_Problem_: Among the entries that follow, find the lines containing the string "alice" and copy them.

[[ Exercise input, beginning ]]

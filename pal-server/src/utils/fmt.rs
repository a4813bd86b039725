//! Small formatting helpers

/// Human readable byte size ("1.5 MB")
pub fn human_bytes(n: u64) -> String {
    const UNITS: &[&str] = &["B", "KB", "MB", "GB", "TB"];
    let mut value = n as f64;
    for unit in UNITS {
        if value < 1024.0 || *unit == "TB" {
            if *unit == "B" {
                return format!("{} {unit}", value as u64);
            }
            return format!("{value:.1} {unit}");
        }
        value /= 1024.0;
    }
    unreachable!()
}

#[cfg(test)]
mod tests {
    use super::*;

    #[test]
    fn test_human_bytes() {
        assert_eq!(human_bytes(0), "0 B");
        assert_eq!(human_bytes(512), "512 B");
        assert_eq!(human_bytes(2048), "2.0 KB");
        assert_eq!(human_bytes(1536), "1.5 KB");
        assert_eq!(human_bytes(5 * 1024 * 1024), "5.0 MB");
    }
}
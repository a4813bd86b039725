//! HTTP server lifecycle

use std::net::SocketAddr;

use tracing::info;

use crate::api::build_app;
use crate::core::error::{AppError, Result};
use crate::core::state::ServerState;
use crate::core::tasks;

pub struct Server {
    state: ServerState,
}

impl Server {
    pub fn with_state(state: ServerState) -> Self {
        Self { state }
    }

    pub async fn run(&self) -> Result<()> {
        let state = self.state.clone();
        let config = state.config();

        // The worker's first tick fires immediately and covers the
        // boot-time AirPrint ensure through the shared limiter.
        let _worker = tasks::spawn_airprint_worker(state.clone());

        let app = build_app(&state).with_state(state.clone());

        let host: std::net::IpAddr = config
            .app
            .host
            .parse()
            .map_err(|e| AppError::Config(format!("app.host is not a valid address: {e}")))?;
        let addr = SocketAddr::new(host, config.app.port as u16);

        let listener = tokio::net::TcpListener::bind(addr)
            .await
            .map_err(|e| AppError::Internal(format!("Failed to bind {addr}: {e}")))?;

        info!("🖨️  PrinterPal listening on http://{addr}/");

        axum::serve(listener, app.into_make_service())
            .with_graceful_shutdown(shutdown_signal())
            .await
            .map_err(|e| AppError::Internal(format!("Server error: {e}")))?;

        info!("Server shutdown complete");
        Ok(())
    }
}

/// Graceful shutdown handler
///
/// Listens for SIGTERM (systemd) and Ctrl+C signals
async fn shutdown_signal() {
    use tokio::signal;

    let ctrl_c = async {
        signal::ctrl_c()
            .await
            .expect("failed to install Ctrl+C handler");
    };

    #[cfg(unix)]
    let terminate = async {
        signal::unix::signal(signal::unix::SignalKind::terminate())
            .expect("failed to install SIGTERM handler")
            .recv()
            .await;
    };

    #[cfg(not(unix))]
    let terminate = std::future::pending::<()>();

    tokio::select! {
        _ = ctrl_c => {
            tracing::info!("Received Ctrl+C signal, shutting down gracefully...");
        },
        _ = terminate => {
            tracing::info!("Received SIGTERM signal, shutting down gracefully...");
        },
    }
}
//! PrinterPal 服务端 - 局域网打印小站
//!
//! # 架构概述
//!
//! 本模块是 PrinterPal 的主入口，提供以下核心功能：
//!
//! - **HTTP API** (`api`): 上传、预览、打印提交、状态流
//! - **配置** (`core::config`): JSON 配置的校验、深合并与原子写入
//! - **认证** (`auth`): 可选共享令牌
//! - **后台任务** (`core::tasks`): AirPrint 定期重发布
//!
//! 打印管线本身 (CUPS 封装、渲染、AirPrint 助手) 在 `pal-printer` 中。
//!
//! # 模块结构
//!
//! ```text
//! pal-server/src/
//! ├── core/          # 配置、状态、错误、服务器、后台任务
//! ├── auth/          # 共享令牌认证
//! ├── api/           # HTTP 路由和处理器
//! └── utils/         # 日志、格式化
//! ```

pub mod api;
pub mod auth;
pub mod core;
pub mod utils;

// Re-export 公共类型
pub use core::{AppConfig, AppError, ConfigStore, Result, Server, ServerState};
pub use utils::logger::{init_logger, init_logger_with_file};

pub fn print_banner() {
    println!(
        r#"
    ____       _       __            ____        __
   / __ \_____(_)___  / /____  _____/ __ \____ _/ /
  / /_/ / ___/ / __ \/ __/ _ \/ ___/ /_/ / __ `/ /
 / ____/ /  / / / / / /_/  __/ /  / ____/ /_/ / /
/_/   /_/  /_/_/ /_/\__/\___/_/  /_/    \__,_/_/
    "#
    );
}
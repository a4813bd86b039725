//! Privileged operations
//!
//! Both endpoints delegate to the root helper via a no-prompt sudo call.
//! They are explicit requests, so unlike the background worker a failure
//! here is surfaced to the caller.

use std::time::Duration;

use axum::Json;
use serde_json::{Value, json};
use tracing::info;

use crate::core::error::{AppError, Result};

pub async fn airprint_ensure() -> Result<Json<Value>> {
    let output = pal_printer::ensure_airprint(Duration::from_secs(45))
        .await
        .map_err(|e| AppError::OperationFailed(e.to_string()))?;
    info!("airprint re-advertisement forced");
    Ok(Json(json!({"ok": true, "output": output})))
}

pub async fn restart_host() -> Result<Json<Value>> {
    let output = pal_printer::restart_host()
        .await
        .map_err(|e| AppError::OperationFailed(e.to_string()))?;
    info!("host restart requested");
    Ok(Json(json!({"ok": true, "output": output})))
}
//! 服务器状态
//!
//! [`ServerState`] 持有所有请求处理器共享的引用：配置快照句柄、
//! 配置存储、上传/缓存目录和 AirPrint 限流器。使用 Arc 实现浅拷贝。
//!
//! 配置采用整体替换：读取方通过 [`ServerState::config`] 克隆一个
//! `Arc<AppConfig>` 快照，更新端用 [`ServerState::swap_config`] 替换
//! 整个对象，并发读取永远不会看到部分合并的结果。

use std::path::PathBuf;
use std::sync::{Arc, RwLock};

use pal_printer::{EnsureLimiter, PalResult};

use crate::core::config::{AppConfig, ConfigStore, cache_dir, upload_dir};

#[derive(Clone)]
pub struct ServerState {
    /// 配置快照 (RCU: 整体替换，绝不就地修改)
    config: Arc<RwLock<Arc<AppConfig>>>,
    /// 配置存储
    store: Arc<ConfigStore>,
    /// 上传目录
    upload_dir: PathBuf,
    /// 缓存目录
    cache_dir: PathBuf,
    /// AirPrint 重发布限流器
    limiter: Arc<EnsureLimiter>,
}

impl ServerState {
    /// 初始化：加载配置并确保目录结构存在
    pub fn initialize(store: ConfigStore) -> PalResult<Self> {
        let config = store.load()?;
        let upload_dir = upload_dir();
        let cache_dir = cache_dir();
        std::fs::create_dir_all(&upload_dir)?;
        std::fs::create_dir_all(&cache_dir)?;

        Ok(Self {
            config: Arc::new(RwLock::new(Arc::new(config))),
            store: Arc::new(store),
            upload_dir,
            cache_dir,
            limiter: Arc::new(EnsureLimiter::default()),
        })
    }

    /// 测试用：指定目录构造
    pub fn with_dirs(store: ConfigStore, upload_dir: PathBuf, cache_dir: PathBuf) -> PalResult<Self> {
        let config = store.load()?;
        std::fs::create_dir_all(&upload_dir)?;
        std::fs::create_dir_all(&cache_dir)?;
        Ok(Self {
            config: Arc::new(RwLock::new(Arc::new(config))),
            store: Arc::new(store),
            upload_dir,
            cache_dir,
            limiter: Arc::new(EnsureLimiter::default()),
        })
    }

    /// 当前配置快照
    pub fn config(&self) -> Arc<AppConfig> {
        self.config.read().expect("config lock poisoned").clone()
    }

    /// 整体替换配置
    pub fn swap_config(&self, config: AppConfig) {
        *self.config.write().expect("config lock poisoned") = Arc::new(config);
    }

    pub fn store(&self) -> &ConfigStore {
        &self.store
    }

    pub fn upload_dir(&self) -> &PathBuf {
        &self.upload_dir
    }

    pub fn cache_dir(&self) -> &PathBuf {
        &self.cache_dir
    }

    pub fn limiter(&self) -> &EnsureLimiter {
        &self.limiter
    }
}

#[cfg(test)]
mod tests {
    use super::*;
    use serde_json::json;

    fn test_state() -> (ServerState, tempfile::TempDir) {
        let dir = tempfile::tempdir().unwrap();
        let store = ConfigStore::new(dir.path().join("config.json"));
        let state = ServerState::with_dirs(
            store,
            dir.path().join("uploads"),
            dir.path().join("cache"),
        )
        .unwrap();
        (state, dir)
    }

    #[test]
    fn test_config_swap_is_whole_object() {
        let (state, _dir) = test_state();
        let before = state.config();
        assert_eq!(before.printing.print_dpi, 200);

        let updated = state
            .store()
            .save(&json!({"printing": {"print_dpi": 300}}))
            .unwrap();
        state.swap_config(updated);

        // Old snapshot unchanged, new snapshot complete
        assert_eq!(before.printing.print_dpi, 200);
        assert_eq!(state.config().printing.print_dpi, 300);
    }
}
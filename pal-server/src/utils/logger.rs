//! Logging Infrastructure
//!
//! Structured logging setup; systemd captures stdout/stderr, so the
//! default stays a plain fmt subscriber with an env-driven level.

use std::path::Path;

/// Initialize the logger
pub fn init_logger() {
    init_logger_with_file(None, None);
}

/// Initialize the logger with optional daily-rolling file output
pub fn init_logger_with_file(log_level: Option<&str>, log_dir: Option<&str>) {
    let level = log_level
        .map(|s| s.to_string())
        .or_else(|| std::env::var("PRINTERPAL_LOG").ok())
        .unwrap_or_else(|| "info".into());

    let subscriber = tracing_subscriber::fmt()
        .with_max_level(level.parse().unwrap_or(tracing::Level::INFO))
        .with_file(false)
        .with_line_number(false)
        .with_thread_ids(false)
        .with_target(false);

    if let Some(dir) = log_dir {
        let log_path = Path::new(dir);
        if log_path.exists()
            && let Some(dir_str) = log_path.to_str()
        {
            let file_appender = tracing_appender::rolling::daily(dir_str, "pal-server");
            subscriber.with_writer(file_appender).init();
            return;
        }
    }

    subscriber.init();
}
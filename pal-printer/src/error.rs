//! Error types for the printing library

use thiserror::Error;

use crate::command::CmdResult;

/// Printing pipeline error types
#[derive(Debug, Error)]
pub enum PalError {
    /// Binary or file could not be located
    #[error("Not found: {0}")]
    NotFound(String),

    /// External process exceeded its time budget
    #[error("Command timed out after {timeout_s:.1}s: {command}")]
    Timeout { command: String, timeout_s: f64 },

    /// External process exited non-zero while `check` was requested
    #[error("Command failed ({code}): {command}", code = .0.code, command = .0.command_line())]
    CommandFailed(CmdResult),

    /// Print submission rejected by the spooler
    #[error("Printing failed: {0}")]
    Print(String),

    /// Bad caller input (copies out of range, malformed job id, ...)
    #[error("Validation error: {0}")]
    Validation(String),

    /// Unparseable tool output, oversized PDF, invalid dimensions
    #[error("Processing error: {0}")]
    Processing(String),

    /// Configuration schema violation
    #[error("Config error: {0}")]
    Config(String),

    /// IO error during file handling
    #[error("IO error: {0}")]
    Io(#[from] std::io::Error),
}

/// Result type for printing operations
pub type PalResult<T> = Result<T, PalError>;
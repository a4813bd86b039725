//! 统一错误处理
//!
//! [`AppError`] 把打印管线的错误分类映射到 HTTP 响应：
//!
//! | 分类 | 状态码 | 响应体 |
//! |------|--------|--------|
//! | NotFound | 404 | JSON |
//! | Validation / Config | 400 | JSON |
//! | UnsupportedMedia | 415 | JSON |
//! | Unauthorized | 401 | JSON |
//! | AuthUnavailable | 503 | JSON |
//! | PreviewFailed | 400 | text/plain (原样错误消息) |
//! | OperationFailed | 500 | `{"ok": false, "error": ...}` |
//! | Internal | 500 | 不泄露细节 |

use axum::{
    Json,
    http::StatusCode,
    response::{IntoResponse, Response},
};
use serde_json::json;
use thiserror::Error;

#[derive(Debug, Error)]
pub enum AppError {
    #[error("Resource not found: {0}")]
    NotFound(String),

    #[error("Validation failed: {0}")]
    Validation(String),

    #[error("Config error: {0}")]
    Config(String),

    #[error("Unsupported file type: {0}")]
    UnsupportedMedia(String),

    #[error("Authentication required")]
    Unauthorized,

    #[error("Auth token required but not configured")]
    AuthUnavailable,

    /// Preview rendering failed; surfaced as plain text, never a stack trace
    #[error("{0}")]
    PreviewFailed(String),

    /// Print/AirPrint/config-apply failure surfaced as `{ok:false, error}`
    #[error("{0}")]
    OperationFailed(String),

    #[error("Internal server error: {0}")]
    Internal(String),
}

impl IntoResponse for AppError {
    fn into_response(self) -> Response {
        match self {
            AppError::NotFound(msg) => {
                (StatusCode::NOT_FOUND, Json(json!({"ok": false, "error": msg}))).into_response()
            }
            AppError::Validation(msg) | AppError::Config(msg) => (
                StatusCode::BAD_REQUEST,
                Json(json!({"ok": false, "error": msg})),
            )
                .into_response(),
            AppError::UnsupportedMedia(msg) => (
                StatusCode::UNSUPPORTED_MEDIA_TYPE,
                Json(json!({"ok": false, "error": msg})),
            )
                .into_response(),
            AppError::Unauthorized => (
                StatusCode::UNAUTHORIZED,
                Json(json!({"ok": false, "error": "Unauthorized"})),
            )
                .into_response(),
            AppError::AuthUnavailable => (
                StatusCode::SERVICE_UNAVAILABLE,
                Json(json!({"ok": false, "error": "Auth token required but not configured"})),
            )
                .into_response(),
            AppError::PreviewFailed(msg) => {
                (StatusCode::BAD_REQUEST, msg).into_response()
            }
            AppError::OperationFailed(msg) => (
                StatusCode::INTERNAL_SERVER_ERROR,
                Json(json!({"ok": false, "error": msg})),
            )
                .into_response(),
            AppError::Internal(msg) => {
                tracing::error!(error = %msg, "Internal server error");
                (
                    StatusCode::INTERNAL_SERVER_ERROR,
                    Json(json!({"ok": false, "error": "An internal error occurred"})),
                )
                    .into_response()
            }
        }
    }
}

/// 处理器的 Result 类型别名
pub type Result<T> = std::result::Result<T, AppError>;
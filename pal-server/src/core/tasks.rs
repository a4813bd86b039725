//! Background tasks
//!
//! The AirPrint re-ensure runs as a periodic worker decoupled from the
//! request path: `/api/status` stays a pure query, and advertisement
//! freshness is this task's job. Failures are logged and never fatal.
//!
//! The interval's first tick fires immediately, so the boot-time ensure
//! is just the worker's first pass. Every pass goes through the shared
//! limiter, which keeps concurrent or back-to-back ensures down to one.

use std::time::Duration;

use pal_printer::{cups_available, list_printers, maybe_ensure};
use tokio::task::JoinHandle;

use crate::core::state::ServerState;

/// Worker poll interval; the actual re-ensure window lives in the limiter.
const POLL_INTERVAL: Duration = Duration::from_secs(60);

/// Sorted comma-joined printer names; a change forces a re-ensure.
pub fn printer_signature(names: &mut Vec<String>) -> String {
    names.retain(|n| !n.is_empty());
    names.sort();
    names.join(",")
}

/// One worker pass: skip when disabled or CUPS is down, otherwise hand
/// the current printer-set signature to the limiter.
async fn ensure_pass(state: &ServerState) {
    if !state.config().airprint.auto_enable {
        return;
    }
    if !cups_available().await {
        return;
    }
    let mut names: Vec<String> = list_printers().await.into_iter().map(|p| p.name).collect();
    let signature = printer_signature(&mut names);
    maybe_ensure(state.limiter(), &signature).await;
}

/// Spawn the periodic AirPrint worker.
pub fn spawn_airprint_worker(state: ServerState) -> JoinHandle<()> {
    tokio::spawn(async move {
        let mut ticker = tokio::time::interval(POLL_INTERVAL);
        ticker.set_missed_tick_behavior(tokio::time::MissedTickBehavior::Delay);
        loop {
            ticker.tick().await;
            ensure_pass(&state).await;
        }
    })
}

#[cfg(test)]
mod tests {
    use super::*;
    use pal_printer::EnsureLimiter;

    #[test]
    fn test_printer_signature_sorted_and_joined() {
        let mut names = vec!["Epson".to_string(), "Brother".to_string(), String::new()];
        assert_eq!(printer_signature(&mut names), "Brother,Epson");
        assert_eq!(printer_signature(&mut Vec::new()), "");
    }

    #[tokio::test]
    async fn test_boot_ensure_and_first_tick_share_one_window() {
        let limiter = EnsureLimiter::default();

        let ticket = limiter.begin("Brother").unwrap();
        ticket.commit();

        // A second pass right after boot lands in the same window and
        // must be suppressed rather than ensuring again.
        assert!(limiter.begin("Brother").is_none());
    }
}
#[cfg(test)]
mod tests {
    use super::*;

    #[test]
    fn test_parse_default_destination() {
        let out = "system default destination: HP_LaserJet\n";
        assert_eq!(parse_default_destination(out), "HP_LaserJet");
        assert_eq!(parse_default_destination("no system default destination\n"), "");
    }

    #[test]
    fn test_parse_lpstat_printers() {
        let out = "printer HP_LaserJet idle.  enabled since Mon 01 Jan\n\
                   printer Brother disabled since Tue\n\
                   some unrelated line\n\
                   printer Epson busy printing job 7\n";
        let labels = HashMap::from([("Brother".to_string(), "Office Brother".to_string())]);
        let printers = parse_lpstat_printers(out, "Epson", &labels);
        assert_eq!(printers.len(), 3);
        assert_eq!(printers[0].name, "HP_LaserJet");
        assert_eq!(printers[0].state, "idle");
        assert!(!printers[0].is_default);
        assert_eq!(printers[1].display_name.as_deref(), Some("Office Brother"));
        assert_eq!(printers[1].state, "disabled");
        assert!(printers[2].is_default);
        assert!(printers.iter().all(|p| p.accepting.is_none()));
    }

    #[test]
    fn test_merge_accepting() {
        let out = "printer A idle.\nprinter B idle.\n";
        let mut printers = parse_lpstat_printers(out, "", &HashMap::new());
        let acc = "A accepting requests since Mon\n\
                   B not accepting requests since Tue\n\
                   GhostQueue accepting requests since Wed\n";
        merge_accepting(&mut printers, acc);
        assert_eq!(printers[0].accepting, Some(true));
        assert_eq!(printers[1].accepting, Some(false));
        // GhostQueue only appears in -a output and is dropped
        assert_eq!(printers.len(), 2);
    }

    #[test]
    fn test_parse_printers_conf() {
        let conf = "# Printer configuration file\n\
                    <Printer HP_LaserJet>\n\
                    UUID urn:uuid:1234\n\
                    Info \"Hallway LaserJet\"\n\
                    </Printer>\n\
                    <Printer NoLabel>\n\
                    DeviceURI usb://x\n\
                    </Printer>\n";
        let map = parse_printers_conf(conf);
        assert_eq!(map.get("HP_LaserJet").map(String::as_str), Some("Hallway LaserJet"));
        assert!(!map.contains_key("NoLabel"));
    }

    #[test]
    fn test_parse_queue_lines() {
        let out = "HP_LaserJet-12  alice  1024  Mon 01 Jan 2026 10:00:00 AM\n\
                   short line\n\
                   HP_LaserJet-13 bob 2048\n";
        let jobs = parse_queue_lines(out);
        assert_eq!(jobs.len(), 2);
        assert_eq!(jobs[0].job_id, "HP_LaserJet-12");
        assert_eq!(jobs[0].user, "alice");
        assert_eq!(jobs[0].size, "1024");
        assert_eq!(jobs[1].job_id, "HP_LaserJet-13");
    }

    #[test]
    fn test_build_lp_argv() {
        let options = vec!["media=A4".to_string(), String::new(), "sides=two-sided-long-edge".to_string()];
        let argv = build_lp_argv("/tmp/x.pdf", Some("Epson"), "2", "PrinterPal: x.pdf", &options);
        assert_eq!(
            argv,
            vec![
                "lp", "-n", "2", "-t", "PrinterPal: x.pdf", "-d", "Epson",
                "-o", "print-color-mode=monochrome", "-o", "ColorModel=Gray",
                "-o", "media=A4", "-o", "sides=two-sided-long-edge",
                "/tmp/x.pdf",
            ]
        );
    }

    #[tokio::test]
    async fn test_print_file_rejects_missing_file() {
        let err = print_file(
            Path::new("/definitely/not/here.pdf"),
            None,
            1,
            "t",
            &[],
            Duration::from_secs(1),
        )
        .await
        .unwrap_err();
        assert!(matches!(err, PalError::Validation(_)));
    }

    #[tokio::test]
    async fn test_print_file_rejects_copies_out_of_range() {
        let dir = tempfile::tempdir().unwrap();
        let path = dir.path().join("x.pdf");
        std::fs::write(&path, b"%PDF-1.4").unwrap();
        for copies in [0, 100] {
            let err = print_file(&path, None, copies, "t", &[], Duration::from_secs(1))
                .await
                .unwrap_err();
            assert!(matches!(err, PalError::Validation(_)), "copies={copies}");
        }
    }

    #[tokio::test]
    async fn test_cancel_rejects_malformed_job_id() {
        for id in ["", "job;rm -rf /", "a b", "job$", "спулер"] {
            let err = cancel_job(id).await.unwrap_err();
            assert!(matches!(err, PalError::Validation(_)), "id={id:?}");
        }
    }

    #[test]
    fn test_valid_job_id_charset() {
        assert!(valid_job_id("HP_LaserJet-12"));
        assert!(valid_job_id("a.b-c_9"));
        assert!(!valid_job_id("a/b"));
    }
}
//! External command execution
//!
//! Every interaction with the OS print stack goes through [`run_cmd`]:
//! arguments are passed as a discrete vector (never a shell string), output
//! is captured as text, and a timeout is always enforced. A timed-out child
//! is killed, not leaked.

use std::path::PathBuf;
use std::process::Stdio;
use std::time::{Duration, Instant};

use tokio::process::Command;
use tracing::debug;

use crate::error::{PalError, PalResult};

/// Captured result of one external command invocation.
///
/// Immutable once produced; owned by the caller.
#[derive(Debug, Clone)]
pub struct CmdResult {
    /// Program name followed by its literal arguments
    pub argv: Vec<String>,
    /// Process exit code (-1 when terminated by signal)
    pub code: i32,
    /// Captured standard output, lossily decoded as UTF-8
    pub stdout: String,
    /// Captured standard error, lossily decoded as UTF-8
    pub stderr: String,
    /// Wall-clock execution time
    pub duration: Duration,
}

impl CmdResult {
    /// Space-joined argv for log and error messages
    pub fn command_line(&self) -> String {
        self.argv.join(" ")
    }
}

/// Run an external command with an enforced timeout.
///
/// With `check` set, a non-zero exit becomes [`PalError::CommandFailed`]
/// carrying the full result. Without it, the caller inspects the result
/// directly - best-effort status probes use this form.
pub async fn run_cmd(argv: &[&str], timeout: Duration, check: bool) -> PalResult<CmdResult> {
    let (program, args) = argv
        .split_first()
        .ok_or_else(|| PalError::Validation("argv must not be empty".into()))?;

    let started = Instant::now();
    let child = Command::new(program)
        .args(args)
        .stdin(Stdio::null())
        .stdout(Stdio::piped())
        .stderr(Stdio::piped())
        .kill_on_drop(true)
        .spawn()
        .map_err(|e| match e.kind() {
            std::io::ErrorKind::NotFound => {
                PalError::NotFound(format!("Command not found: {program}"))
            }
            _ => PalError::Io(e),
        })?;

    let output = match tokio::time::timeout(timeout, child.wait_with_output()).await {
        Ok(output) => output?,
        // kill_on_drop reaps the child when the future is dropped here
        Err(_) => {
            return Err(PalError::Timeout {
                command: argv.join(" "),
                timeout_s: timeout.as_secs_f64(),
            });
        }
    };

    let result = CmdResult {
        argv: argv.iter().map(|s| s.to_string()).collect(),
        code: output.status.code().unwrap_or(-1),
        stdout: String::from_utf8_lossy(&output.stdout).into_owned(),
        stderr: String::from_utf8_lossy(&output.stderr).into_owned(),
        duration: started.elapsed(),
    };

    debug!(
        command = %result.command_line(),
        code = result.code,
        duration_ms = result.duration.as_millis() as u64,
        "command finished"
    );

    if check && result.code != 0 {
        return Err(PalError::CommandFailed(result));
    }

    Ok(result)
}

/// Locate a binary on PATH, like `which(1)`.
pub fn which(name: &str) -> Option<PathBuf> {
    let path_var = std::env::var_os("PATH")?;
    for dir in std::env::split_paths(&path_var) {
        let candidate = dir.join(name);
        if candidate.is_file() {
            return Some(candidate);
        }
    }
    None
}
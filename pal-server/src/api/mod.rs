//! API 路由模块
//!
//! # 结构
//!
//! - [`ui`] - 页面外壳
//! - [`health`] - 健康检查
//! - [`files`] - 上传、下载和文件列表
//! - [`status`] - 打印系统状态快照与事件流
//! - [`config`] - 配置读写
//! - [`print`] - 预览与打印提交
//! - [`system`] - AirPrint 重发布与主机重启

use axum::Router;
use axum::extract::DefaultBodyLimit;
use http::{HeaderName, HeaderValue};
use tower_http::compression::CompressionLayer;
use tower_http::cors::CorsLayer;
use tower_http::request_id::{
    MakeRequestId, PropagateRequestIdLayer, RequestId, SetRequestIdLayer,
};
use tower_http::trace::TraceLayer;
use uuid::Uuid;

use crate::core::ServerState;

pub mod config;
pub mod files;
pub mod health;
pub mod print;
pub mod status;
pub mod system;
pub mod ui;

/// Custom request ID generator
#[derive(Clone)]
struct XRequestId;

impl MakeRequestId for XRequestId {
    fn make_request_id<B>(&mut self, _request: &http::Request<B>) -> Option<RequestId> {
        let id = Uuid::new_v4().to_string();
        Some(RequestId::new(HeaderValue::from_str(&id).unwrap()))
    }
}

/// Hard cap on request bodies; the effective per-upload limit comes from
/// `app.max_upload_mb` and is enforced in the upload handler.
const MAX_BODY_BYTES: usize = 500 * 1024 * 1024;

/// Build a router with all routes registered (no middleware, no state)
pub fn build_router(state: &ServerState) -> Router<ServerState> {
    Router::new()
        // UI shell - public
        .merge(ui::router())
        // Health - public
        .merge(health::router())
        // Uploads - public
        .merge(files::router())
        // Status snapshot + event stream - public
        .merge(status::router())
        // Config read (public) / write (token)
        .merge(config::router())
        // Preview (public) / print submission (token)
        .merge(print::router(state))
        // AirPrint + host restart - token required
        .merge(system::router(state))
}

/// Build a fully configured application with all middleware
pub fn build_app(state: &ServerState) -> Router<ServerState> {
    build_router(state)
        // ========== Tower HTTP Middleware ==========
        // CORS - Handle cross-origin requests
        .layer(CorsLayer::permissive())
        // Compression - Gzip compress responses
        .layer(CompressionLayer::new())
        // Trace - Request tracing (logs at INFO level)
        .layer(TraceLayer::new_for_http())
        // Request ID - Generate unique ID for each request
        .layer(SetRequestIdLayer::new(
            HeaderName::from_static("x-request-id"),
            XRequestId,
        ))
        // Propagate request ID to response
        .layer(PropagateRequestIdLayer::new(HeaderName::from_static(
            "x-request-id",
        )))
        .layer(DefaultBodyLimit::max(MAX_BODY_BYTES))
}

[[ Exercise input, end ]]

_Written solution_:
        let out = "HP_LaserJet-12  alice  1024  Mon 01 Jan 2026 10:00:00 AM\n\
        assert_eq!(jobs[0].user, "alice");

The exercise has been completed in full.